Action item: Extract each line from the entries below that has the string "Result" in it.

** Data for analysis follows **

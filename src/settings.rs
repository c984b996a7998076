//! Game settings loaded from `settings.json`.
//!
//! Every field has a default, so the file may be missing entirely or only
//! override a handful of values. Each section is inserted into the app as its
//! own resource.

use std::{fs, io, path::Path};

use bevy::prelude::*;
use serde::{Deserialize, Serialize};
use thiserror::Error;

/// Default location of the settings file, relative to the working directory.
pub const SETTINGS_PATH: &str = "settings.json";

#[derive(Debug, Error)]
pub enum SettingsError {
    #[error("failed to read settings from {path}: {source}")]
    Io { path: String, source: io::Error },
    #[error("failed to parse settings: {0}")]
    Parse(#[from] serde_json::Error),
    #[error("invalid setting `{field}`: {reason}")]
    Invalid { field: &'static str, reason: String },
}

#[derive(Serialize, Deserialize, Debug, Clone, Default)]
#[serde(default)]
pub struct GameSettings {
    pub window: WindowSettings,
    pub camera: CameraSettings,
    pub input: InputSettings,
    pub console: ConsoleSettings,
    pub account: AccountSettings,
}

#[derive(Serialize, Deserialize, Debug, Clone)]
#[serde(default)]
pub struct WindowSettings {
    pub title: String,
    /// Filter passed to the log plugin, `RUST_LOG` syntax.
    pub log_filter: String,
}

impl Default for WindowSettings {
    fn default() -> Self {
        Self {
            title: "Wayfarer".to_string(),
            log_filter: "wgpu=error,naga=warn,wayfarer=debug".to_string(),
        }
    }
}

/// Camera tuning. Angles are in degrees.
#[derive(Resource, Serialize, Deserialize, Debug, Clone, PartialEq)]
#[serde(default)]
pub struct CameraSettings {
    pub first_person_fov: f32,
    pub third_person_fov: f32,
    pub first_person_mouse_x_speed: f32,
    pub first_person_mouse_y_speed: f32,
    pub third_person_mouse_x_speed: f32,
    pub third_person_mouse_y_speed: f32,
    /// Multiplier applied to third person mouse input.
    pub orbit_scale: f32,
    /// Distance change per unit of scroll.
    pub zoom_speed: f32,
    pub start_distance: f32,
    pub min_distance: f32,
    pub max_distance: f32,
    pub pitch_min: f32,
    pub pitch_max: f32,
}

impl Default for CameraSettings {
    fn default() -> Self {
        Self {
            first_person_fov: 90.0,
            third_person_fov: 70.0,
            first_person_mouse_x_speed: 30.0,
            first_person_mouse_y_speed: 25.0,
            third_person_mouse_x_speed: 30.0,
            third_person_mouse_y_speed: 25.0,
            orbit_scale: 0.02,
            zoom_speed: 5.0,
            start_distance: 3.5,
            min_distance: 1.0,
            max_distance: 8.0,
            pitch_min: -20.0,
            pitch_max: 80.0,
        }
    }
}

/// Conversion from raw device deltas into mouse axis values.
#[derive(Resource, Serialize, Deserialize, Debug, Clone, PartialEq)]
#[serde(default)]
pub struct InputSettings {
    /// Axis units per pixel of mouse motion.
    pub mouse_axis_scale: f32,
    /// Scroll axis units per wheel notch.
    pub scroll_line_scale: f32,
    /// Scroll axis units per pixel, for touchpads.
    pub scroll_pixel_scale: f32,
}

impl Default for InputSettings {
    fn default() -> Self {
        Self {
            mouse_axis_scale: 0.1,
            scroll_line_scale: 0.1,
            scroll_pixel_scale: 0.002,
        }
    }
}

#[derive(Resource, Serialize, Deserialize, Debug, Clone, PartialEq)]
#[serde(default)]
pub struct ConsoleSettings {
    /// Number of visible console lines.
    pub lines: usize,
    pub font_size: f32,
}

impl Default for ConsoleSettings {
    fn default() -> Self {
        Self {
            lines: 8,
            font_size: 16.0,
        }
    }
}

#[derive(Resource, Serialize, Deserialize, Debug, Clone, PartialEq)]
#[serde(default)]
pub struct AccountSettings {
    pub account: String,
    /// JSON file holding the character record for `account`.
    pub character_file: String,
}

impl Default for AccountSettings {
    fn default() -> Self {
        Self {
            account: "guest".to_string(),
            character_file: "assets/characters/guest.json".to_string(),
        }
    }
}

impl GameSettings {
    /// Reads settings from `path`, falling back to defaults when the file does not exist.
    pub fn load_or_default(path: impl AsRef<Path>) -> Result<Self, SettingsError> {
        let path = path.as_ref();
        let settings = match fs::read_to_string(path) {
            Ok(contents) => Self::from_json(&contents)?,
            Err(err) if err.kind() == io::ErrorKind::NotFound => Self::default(),
            Err(source) => {
                return Err(SettingsError::Io {
                    path: path.display().to_string(),
                    source,
                })
            }
        };
        settings.validate()?;
        Ok(settings)
    }

    pub fn from_json(contents: &str) -> Result<Self, SettingsError> {
        Ok(serde_json::from_str(contents)?)
    }

    pub fn validate(&self) -> Result<(), SettingsError> {
        let camera = &self.camera;
        if camera.min_distance <= 0.0 || camera.min_distance >= camera.max_distance {
            return Err(invalid(
                "camera.min_distance",
                format!(
                    "must be positive and below max_distance ({} >= {})",
                    camera.min_distance, camera.max_distance
                ),
            ));
        }
        if !(camera.min_distance..=camera.max_distance).contains(&camera.start_distance) {
            return Err(invalid(
                "camera.start_distance",
                format!(
                    "{} is outside [{}, {}]",
                    camera.start_distance, camera.min_distance, camera.max_distance
                ),
            ));
        }
        if camera.pitch_min >= camera.pitch_max {
            return Err(invalid(
                "camera.pitch_min",
                format!("{} must be below pitch_max {}", camera.pitch_min, camera.pitch_max),
            ));
        }
        for (field, fov) in [
            ("camera.first_person_fov", camera.first_person_fov),
            ("camera.third_person_fov", camera.third_person_fov),
        ] {
            if !(fov > 0.0 && fov < 180.0) {
                return Err(invalid(field, format!("{fov} is not in (0, 180)")));
            }
        }
        if self.console.lines == 0 {
            return Err(invalid("console.lines", "must be at least 1".to_string()));
        }
        Ok(())
    }
}

fn invalid(field: &'static str, reason: String) -> SettingsError {
    SettingsError::Invalid { field, reason }
}

#[cfg(test)]
mod tests {
    use super::*;

    #[test]
    fn defaults_are_valid() {
        assert!(GameSettings::default().validate().is_ok());
    }

    #[test]
    fn partial_file_keeps_other_defaults() {
        let settings =
            GameSettings::from_json(r#"{ "camera": { "max_distance": 12.0 }, "console": { "lines": 4 } }"#)
                .unwrap();
        assert_eq!(settings.camera.max_distance, 12.0);
        assert_eq!(settings.camera.min_distance, 1.0);
        assert_eq!(settings.console.lines, 4);
        assert_eq!(settings.account.account, "guest");
    }

    #[test]
    fn inverted_distance_range_is_rejected() {
        let mut settings = GameSettings::default();
        settings.camera.min_distance = 9.0;
        assert!(matches!(
            settings.validate(),
            Err(SettingsError::Invalid { field: "camera.min_distance", .. })
        ));
    }

    #[test]
    fn zero_console_lines_is_rejected() {
        let mut settings = GameSettings::default();
        settings.console.lines = 0;
        assert!(settings.validate().is_err());
    }

    #[test]
    fn missing_file_falls_back_to_defaults() {
        let settings = GameSettings::load_or_default("does/not/exist/settings.json").unwrap();
        assert_eq!(settings.camera, CameraSettings::default());
    }

    #[test]
    fn malformed_json_is_a_parse_error() {
        assert!(matches!(
            GameSettings::from_json("{ camera: nope }"),
            Err(SettingsError::Parse(_))
        ));
    }
}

** End of Data for analysis **

Answer to this problem:
    pub fn load_or_default(path: impl AsRef<Path>) -> Result<Self, SettingsError> {
    pub fn from_json(contents: &str) -> Result<Self, SettingsError> {
    pub fn validate(&self) -> Result<(), SettingsError> {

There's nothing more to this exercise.